Si bien en la obra la referencia a la serie yankee es absolutamente prescindible, en esta reseña hacemos de esa mención un punto de contacto. Una tangente. Así –comparativamente- podemos decir que el recorrido que marcan los créditos de The Big Bang Theory se invierten en la obra: el plano “expandido” en la serie parece encontrar su correlato no ya al final, sino al inicio. De los jóvenes que realizan acciones básicas (en el caso de Salvaje, la imitación de acciones al parecer provenientes del mundo animal) se plantea ir mucho más atrás en el tiempo, al origen. Al principio de todo. ¿Cómo ilustrar el origen –punto ciego por antonomasia-, cómo dar cuenta de estas teorías? Las diferentes propuestas que se manejan en la obra se realizan también de manera tangencial. Se resuelven con acciones simples, con los recursos disponibles, y con una creatividad que divierte. Nuevamente, no se trata de imitar por imitar, sino de jugar con las referencias cotidianas: partiendo de la base que difícilmente podamos entender racionalmente tanto las teorías creacionistas religiosas (son una cuestión de fe), como las teorías científicas más recientes (por su complejidad), lo que nos queda es jugar con esa razón y ver cómo lo que podemos comprender de ellas se puede llevar al espacio escénico.  

Pero como consecuencia lógica de derribar esta idea temporal progresiva, lineal, la obra se dirige ahora hacia el futuro. La problemática de base que tratarán de resolver los tres performers es la siguiente: ¿Cómo será el teatro del futuro? Registrarán sus reflexiones, filmarán sus hipótesis con la notebook, y subirán el material a la web durante la función.

A partir de aquí la obra misma se pone en cuestión y, con ella, los espectadores.  Ya no se trata sólo del espectador que participa y modifica la obra, sino del espectador que participa y modifica también –al menos- la siguiente. Así, Salvaje abre el camino a múltiples posibilidades,  a nuevas reflexiones sobre el estatuto de la obra y sobre la particular temporalidad que funda (no se reduce, en tanto “obra performática” –si eso quiere decir algo-, solamente al “aquí y ahora”, sino que se amplía al “allí y más tarde” y, una vez allí, al “aquí y mucho más temprano”). Nos lleva a modificar el curso de los acontecimientos en el mismo acontecimiento y en pos de sucesos futuros. La obra, por ejemplo, nos ubica en un futuro para pensar nuestro presente como pasado de una acción no realizada aún, o nos ubica en el presente como una obra del futuro que viaja en el tiempo a su pasado… Todos estos viajes temporales (especulativos, interesantes, divertidos) se realizan en menos de una hora con el espectador inmóvil en su butaca (“viajes astrales”, se escuchará decir). Como uno de los versos de la canción inicial de The Big Bang Theory (“every galaxy was formed in less time than it takes to sing this song”), es claro que Salvaje es continuamente autorreferencial. Salvaje se sitúa en un lugar donde la representación sólo puede aparecer por algunos momentos como síntoma de su propio desgaste, donde la reflexión sobre su propio desarrollo se realiza durante el acontecimiento mismo. En una hora, la obra condensa todo. Todo lo que sucede allí caerá en el olvido, o irá a parar a quién sabe dónde.

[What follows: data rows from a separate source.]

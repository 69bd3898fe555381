//! Pipeline Error Types
//!
//! Each variant is one failure class of the run. The orchestrator decides
//! abort-vs-continue from the variant alone via [`PipelineError::disposition`].

use std::fmt;

type BoxedSource = Box<dyn std::error::Error + Send + Sync>;

/// What the orchestrator does after a stage fails
#[derive(Debug, Clone, Copy, PartialEq, Eq)]
pub enum FailureDisposition {
    /// Stop the run; cleanup is skipped
    Abort,
    /// Continue only if previously staged data can stand in
    FallbackToStaged,
    /// Log and carry on
    Continue,
}

/// Main error type for pipeline stages
#[derive(Debug)]
pub enum PipelineError {
    /// Download or archive extraction failed
    Acquisition {
        message: String,
        source: Option<BoxedSource>,
    },

    /// Upload to durable storage or warehouse load failed
    Staging {
        message: String,
        source: Option<BoxedSource>,
    },

    /// Source tables missing/malformed, or the ranked export could not be written
    Transformation {
        message: String,
        source: Option<BoxedSource>,
    },

    /// Reading back or displaying the export failed
    Export {
        message: String,
        source: Option<BoxedSource>,
    },

    /// Removing durable working paths failed
    Cleanup {
        message: String,
        source: Option<BoxedSource>,
    },

    /// Pipeline could not be assembled
    Configuration(String),
}

impl fmt::Display for PipelineError {
    fn fmt(&self, f: &mut fmt::Formatter<'_>) -> fmt::Result {
        match self {
            PipelineError::Acquisition { message, .. } => {
                write!(f, "Acquisition failed: {message}")
            }
            PipelineError::Staging { message, .. } => write!(f, "Staging failed: {message}"),
            PipelineError::Transformation { message, .. } => {
                write!(f, "Transformation failed: {message}")
            }
            PipelineError::Export { message, .. } => write!(f, "Export failed: {message}"),
            PipelineError::Cleanup { message, .. } => write!(f, "Cleanup failed: {message}"),
            PipelineError::Configuration(msg) => write!(f, "Configuration error: {msg}"),
        }
    }
}

impl std::error::Error for PipelineError {
    fn source(&self) -> Option<&(dyn std::error::Error + 'static)> {
        match self {
            PipelineError::Acquisition { source: Some(e), .. }
            | PipelineError::Staging { source: Some(e), .. }
            | PipelineError::Transformation { source: Some(e), .. }
            | PipelineError::Export { source: Some(e), .. }
            | PipelineError::Cleanup { source: Some(e), .. } => Some(e.as_ref()),
            _ => None,
        }
    }
}

// Helper methods for creating specific error types
impl PipelineError {
    pub fn acquisition(message: impl Into<String>, source: impl Into<BoxedSource>) -> Self {
        PipelineError::Acquisition {
            message: message.into(),
            source: Some(source.into()),
        }
    }

    pub fn staging(message: impl Into<String>, source: impl Into<BoxedSource>) -> Self {
        PipelineError::Staging {
            message: message.into(),
            source: Some(source.into()),
        }
    }

    pub fn transformation(message: impl Into<String>, source: impl Into<BoxedSource>) -> Self {
        PipelineError::Transformation {
            message: message.into(),
            source: Some(source.into()),
        }
    }

    pub fn export(message: impl Into<String>, source: impl Into<BoxedSource>) -> Self {
        PipelineError::Export {
            message: message.into(),
            source: Some(source.into()),
        }
    }

    pub fn cleanup(message: impl Into<String>) -> Self {
        PipelineError::Cleanup {
            message: message.into(),
            source: None,
        }
    }

    pub fn config_error(message: impl Into<String>) -> Self {
        PipelineError::Configuration(message.into())
    }

    pub fn disposition(&self) -> FailureDisposition {
        match self {
            PipelineError::Acquisition { .. }
            | PipelineError::Transformation { .. }
            | PipelineError::Configuration(_) => FailureDisposition::Abort,
            PipelineError::Staging { .. } => FailureDisposition::FallbackToStaged,
            PipelineError::Export { .. } | PipelineError::Cleanup { .. } => {
                FailureDisposition::Continue
            }
        }
    }
}

#[cfg(test)]
mod tests {
    use super::*;
    use std::error::Error;
    use std::io;

    #[test]
    fn test_dispositions_follow_failure_class() {
        let io_err = || io::Error::new(io::ErrorKind::NotFound, "gone");

        assert_eq!(
            PipelineError::acquisition("download", io_err()).disposition(),
            FailureDisposition::Abort
        );
        assert_eq!(
            PipelineError::staging("upload", io_err()).disposition(),
            FailureDisposition::FallbackToStaged
        );
        assert_eq!(
            PipelineError::transformation("movies", io_err()).disposition(),
            FailureDisposition::Abort
        );
        assert_eq!(
            PipelineError::export("read back", io_err()).disposition(),
            FailureDisposition::Continue
        );
        assert_eq!(
            PipelineError::cleanup("rm").disposition(),
            FailureDisposition::Continue
        );
    }

    #[test]
    fn test_source_is_preserved() {
        let err = PipelineError::staging(
            "upload of ml-latest-small",
            io::Error::new(io::ErrorKind::PermissionDenied, "denied"),
        );
        assert_eq!(err.to_string(), "Staging failed: upload of ml-latest-small");
        assert_eq!(err.source().map(|s| s.to_string()).as_deref(), Some("denied"));
    }
}
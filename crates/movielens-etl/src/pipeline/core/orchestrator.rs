//! Pipeline Orchestrator
//!
//! Runs the enabled stages strictly in sequence:
//! `Init -> Acquire -> Upload -> Transform -> Export -> Cleanup -> Done`.
//! A stage failure is classified by [`PipelineError::disposition`]; an abort
//! ends the run immediately and skips cleanup.

use std::time::Instant;
use tracing::{debug, error, info, warn};

use crate::pipeline::error::{FailureDisposition, PipelineError};
use crate::pipeline::models::{PipelineExecution, PipelineStatus, StageStatus};
use crate::pipeline::stages::stage_ids;
use crate::pipeline::traits::PipelineStage;
use crate::utils::human_format::format_duration_precise;

struct ScheduledStage {
    stage: Box<dyn PipelineStage>,
    enabled: bool,
}

pub struct PipelineOrchestrator {
    execution: PipelineExecution,
    stages: Vec<ScheduledStage>,
    cleanup: Option<Box<dyn PipelineStage>>,
}

impl Default for PipelineOrchestrator {
    fn default() -> Self {
        Self::new()
    }
}

impl PipelineOrchestrator {
    pub fn new() -> Self {
        Self {
            execution: PipelineExecution::new(),
            stages: Vec::new(),
            cleanup: None,
        }
    }

    /// Add a stage to the pipeline. Disabled stages are recorded as skipped.
    pub fn add_stage(&mut self, stage: Box<dyn PipelineStage>, enabled: bool) {
        self.execution.add_stage(stage.stage_id(), stage.stage_name());
        self.stages.push(ScheduledStage { stage, enabled });
    }

    /// Stage run after every non-aborted pass; its failures are swallowed
    pub fn set_cleanup_stage(&mut self, stage: Box<dyn PipelineStage>) {
        self.execution.add_stage(stage.stage_id(), stage.stage_name());
        self.cleanup = Some(stage);
    }

    pub fn get_execution_id(&self) -> uuid::Uuid {
        self.execution.id
    }

    /// Execute the entire pipeline and return its execution record
    pub async fn execute_pipeline(&mut self) -> PipelineExecution {
        let pipeline_start = Instant::now();
        info!("Starting pipeline execution: {}", self.execution.id);

        let total_stages = self.stages.len();
        for stage_index in 0..total_stages {
            let scheduled = &mut self.stages[stage_index];
            let stage_id = scheduled.stage.stage_id();
            let stage_name = scheduled.stage.stage_name();

            if !scheduled.enabled {
                debug!("Skipping disabled stage {}", stage_id);
                self.execution.skip_stage(stage_id);
                continue;
            }

            info!(
                "Executing stage {}/{}: {} ({})",
                stage_index + 1,
                total_stages,
                stage_name,
                stage_id
            );
            self.execution.status = get_pipeline_status_for_stage(stage_id);
            self.execution.start_stage(stage_id);

            let stage_start = Instant::now();
            match scheduled.stage.execute().await {
                Ok(metrics) => {
                    info!(
                        "Stage {} completed in {}",
                        stage_name,
                        format_duration_precise(stage_start.elapsed())
                    );
                    self.execution.complete_stage(stage_id, metrics);
                }
                Err(e) => {
                    self.execution.fail_stage(stage_id, e.to_string());
                    match e.disposition() {
                        FailureDisposition::Abort => {
                            error!("Stage {} failed, aborting run: {}", stage_name, e);
                            return self.abort(e, pipeline_start);
                        }
                        FailureDisposition::FallbackToStaged => {
                            if scheduled.stage.has_fallback().await {
                                warn!(
                                    "Stage {} failed, continuing with previously staged data: {}",
                                    stage_name, e
                                );
                            } else {
                                error!(
                                    "Stage {} failed and no staged data exists, aborting run: {}",
                                    stage_name, e
                                );
                                return self.abort(e, pipeline_start);
                            }
                        }
                        FailureDisposition::Continue => {
                            warn!("Stage {} failed, continuing: {}", stage_name, e);
                        }
                    }
                }
            }
        }

        self.run_cleanup().await;

        self.execution.complete();
        info!(
            "Pipeline execution completed: {} stages run, duration: {}",
            self.execution.executed_stages().len(),
            format_duration_precise(pipeline_start.elapsed())
        );
        self.log_summary();
        self.execution.clone()
    }

    async fn run_cleanup(&mut self) {
        let Some(stage) = self.cleanup.as_mut() else {
            return;
        };
        let stage_id = stage.stage_id();

        self.execution.status = PipelineStatus::CleaningUp;
        self.execution.start_stage(stage_id);
        match stage.execute().await {
            Ok(metrics) => self.execution.complete_stage(stage_id, metrics),
            Err(e) => {
                error!("Cleanup failed (ignored): {}", e);
                self.execution.fail_stage(stage_id, e.to_string());
            }
        }
    }

    fn abort(&mut self, error: PipelineError, pipeline_start: Instant) -> PipelineExecution {
        if let Some(cleanup) = &self.cleanup {
            self.execution.skip_stage(cleanup.stage_id());
        }
        for scheduled in &self.stages {
            let stage_id = scheduled.stage.stage_id();
            if matches!(
                self.execution.stage(stage_id).map(|s| s.status),
                Some(StageStatus::Pending)
            ) {
                self.execution.skip_stage(stage_id);
            }
        }

        self.execution.abort(error.to_string());
        error!(
            "Pipeline execution aborted after {}: {}",
            format_duration_precise(pipeline_start.elapsed()),
            error
        );
        self.log_summary();
        self.execution.clone()
    }

    fn log_summary(&self) {
        info!(
            "Pipeline {} finished with status {}",
            self.execution.id, self.execution.status
        );
        for stage in &self.execution.stages {
            match &stage.error_message {
                Some(message) => info!("  {:<16} {:<10} {}", stage.id, stage.status, message),
                None => info!("  {:<16} {}", stage.id, stage.status),
            }
        }
    }
}

/// Get the appropriate PipelineStatus for a given stage ID
fn get_pipeline_status_for_stage(stage_id: &str) -> PipelineStatus {
    match stage_id {
        stage_ids::ACQUIRE => PipelineStatus::Acquiring,
        stage_ids::STAGING => PipelineStatus::Uploading,
        stage_ids::TRANSFORMATIONS => PipelineStatus::Transforming,
        stage_ids::SHOW_OUTPUT => PipelineStatus::Exporting,
        stage_ids::CLEANUP => PipelineStatus::CleaningUp,
        _ => PipelineStatus::Initializing,
    }
}
//! Error type definitions for the ETL pipeline

use std::io;
use std::path::PathBuf;
use thiserror::Error;

/// Top-level application error type
#[derive(Error, Debug)]
pub enum AppError {
    /// Configuration errors
    #[error("Configuration error: {message}")]
    Configuration { message: String },

    /// Database-related errors (SeaORM)
    #[error("Database error: {0}")]
    Database(#[from] sea_orm::DbErr),

    #[error("Table error: {0}")]
    Table(#[from] TableError),

    #[error("Storage error: {0}")]
    Storage(#[from] StorageError),

    #[error("Acquisition error: {0}")]
    Acquisition(#[from] AcquisitionError),

    #[error("Source error: {0}")]
    Source(#[from] SourceError),

    #[error("Output error: {0}")]
    Output(#[from] OutputError),

    #[error("I/O error: {0}")]
    Io(#[from] io::Error),
}

impl AppError {
    pub fn configuration(message: impl Into<String>) -> Self {
        AppError::Configuration {
            message: message.into(),
        }
    }
}

/// Table store errors
#[derive(Error, Debug)]
pub enum TableError {
    #[error("Table not found: {table}")]
    NotFound { table: String },

    #[error("Invalid identifier: '{identifier}'")]
    InvalidIdentifier { identifier: String },

    #[error("Cannot replace {target} with {source_table} from another database")]
    CrossDatabase { source_table: String, target: String },

    #[error("Malformed row in {table}: {message}")]
    MalformedRow { table: String, message: String },

    /// Database errors from SeaORM
    #[error("Database error: {0}")]
    Database(#[from] sea_orm::DbErr),
}

/// Durable storage errors.
///
/// The bridge never panics or raises past its boundary; every failure is
/// folded into one of these with the closest `io::ErrorKind`.
#[derive(Error, Debug)]
#[error("Storage {operation} failed ({kind}): {message}")]
pub struct StorageError {
    pub operation: &'static str,
    pub kind: io::ErrorKind,
    pub message: String,
}

impl StorageError {
    pub fn new(operation: &'static str, kind: io::ErrorKind, message: impl Into<String>) -> Self {
        Self {
            operation,
            kind,
            message: message.into(),
        }
    }

    pub fn from_io(operation: &'static str, error: io::Error) -> Self {
        Self::new(operation, error.kind(), error.to_string())
    }
}

/// Dataset download and extraction errors
#[derive(Error, Debug)]
pub enum AcquisitionError {
    #[error("Download of {url} failed: {source}")]
    Download {
        url: String,
        #[source]
        source: reqwest::Error,
    },

    #[error("Download of {url} returned HTTP {status}")]
    HttpStatus { url: String, status: u16 },

    #[error("Archive {path:?} could not be extracted: {message}")]
    Extraction { path: PathBuf, message: String },

    #[error("I/O error during acquisition: {0}")]
    Io(#[from] io::Error),
}

/// Staged dataset parsing errors
#[derive(Error, Debug)]
pub enum SourceError {
    #[error("Dataset file missing: {path:?}")]
    MissingFile { path: PathBuf },

    #[error("Failed to parse {path:?}: {source}")]
    Csv {
        path: PathBuf,
        #[source]
        source: csv::Error,
    },

    #[error("I/O error: {0}")]
    Io(#[from] io::Error),
}

/// Export and finalization errors
#[derive(Error, Debug)]
pub enum OutputError {
    #[error("CSV error: {0}")]
    Csv(#[from] csv::Error),

    #[error("I/O error on {path:?}: {source}")]
    Io {
        path: PathBuf,
        #[source]
        source: io::Error,
    },

    #[error("No finalized '{base_name}' file in {dir:?}")]
    NoFinalizedFile { dir: PathBuf, base_name: String },

    #[error("Partition {path:?} has a header that differs from the first partition")]
    HeaderMismatch { path: PathBuf },
}

impl OutputError {
    pub fn io(path: impl Into<PathBuf>, source: io::Error) -> Self {
        OutputError::Io {
            path: path.into(),
            source,
        }
    }
}
//! Transformation engines
//!
//! Pure, in-memory transformations over loaded records. Stages own the I/O;
//! engines own the semantics.

pub mod genre_exploder;
pub mod top_rated;

pub use genre_exploder::{GENRE_DELIMITER, GenreExploder};
pub use top_rated::{RankingOutcome, TopRatedRanker};
//! Pipeline infrastructure
//!
//! - **Core**: stage sequencing, failure classification and assembly from config
//! - **Engines**: the genre explode and the top-rated ranking
//! - **Models**: execution tracking
//! - **Stages**: acquire, staging, transformations, show output, cleanup

pub mod core;
pub mod engines;
pub mod error;
pub mod models;
pub mod stages;
pub mod traits;

// Re-export key types for easier access
pub use core::{PipelineBuilder, PipelineOrchestrator};
pub use engines::{GenreExploder, RankingOutcome, TopRatedRanker};
pub use error::{FailureDisposition, PipelineError};
pub use models::{PipelineExecution, PipelineStageExecution, PipelineStatus, StageStatus};
pub use stages::stage_ids;
pub use traits::{PipelineStage, StageMetrics};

En este sentido, los aparatos tecnológicos (notebook, webcam, grabador)  o las diferentes formas de registros utilizadas dentro de la obra, funcionan como el marco de un abismo, de un agujero negro: atrapan algo de nosotros y pueden llevarlo a una dimensión desconocida, de la que no retornará jamás  (¿al futuro o al pasado? No lo sabemos). La obra de Kalauz, Sánchez Mestre y Toledo se juega constantemente en esa especie de horizonte de sucesos. Si caemos en Salvaje, jamás podremos salir de ella: jamás retornará a nosotros todo lo que fuimos e hicimos durante ese tiempo, en el que no entendíamos que estábamos cayendo. Lo interesante sería, entonces,  comprendernos durante la caída misma y esbozar, al menos en ese canal al abismo, una posibilidad futura: otra apertura para los que vendrán.

Una apertura en la temporalidad habitual: una interpretación de su propio desgaste... o de aquel eterno caer en el que se sume la humanidad. Foto: caro Castro.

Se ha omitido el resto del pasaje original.